Donnerstag, 9. Juni 2011

Die "Schöne Neue Welt" der Geldpolitik

Das sage noch einer, FED-Direktoren hätten keinen Sinn für Humor. Montag hielt mein Lieblings-FED-Direktor Richard Fisher (Dallas-FED) eine launige Rede, in der er Frédéric Bastiat zitierte und lobte:

"The Dodd–Frank law entails the writing of more than 200 proposals and rules covering a host of issues―risk-based capital requirements, ability-to-pay requirements for home mortgages, protections for consumers sending remittances to foreign countries and so on. The Congress decided the need for these rules to be written, drawing on the input of many, including some very thoughtful economists. Here, I think it wise to draw upon the insight of the classical liberal Frédéric Bastiat in his take on unintended consequences. Bastiat opined, “There is only one difference between a bad economist and a good one: the bad economist confines himself to the visible effect; the good economist takes into account both the effect that can be seen and those effects that must be foreseen.”[14] The same might be said of regulators. As regulators grapple with implementation of the voluminous Dodd–Frank reform act, the unforeseen must be taken into account. The law of unintended consequences is always lurking in the shadows. To get regulatory reform right, we have a lot of “foreseeing” to do."

Nun verlinkt Big Picture einen Vortrag, den ein gewisser Herr John Williams (nein, nicht der von Shadowstats) von der San Francisco FED vor einer Vereinigung von Hochschul- und Gymnasiallehrern gehalten hat und wo er über das Problem referiert, daß die Realität der FED-Politik die Schulbücher längst hinter sich gelassen hat. Schon der Titel ist herrlich (der Mann kennt sicherlich Aldous Huxley):

"Economics Instruction and the Brave New World of Monetary Policy"

Ein paar Highlights:

"As I know from personal experience, teaching about monetary policy today can be especially challenging when actual events overtake textbooks and lesson plans. In early 2008, I taught macroeconomics at the Stanford Graduate School of Business. At the time, the Fed was creating new programs and new tools to deal with the burgeoning financial crisis. The textbook descriptions of the traditional monetary policy tools of reserve requirements, open market operations, and the discount window missed much of what was happening in the real world. I took away an appreciation of how difficult it was to keep my lectures up-to-date with rapidly evolving events. Let me give you an idea of how much things have changed. Today the Board of Governors website lists 12 monetary policy tools. Nine of them didn’t exist four years ago. The good news is that six of those tools are no longer in existence, reflecting the improvement in financial conditions".

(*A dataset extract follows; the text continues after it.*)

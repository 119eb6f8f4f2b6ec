pub mod evaluation;
pub mod generation;
pub mod metrics;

"When I was an undergraduate at Berkeley in the early 1980s, much of the monetary economics that I learned was based on theories from the 1950s or even earlier. These included the quantity theory of money, Keynes’s LM curve, Milton Friedman’s monetarism, and the Baumol-Tobin theory of money demand, to name a few examples. Now, there’s no question that Keynes, Friedman, and Tobin were among the greatest monetary theorists of all time. Their theories are elegant statements of fundamental economic principles. As such, they deserve to be taught for a long time to come. But viewing them as definitive in today’s world is like thinking that rock and roll stopped with Elvis Presley. The evolution of money and banking since the 1950s is at least as dramatic as what’s happened with popular music—not that I want to compare the Fed with Lady Gaga. The theories of that era need to be adapted to the brave new world in which we now live".

"How do 1950s theories of cash and checks apply in a world in which you and I can instantly take out a loan of several thousand dollars with the swipe of a card at the cash register? When Milton Friedman first advocated slow and stable growth of the money supply, he didn’t write a word about credit cards, checkable brokerage accounts, or checkable home equity loan accounts. In the 1950s, these innovations hadn’t been invented or existed only in the most rudimentary form."

Der Rest ist weniger "launig", aber höchst lesenswert und trägt zum Verständnis der monetären Realität viel bei!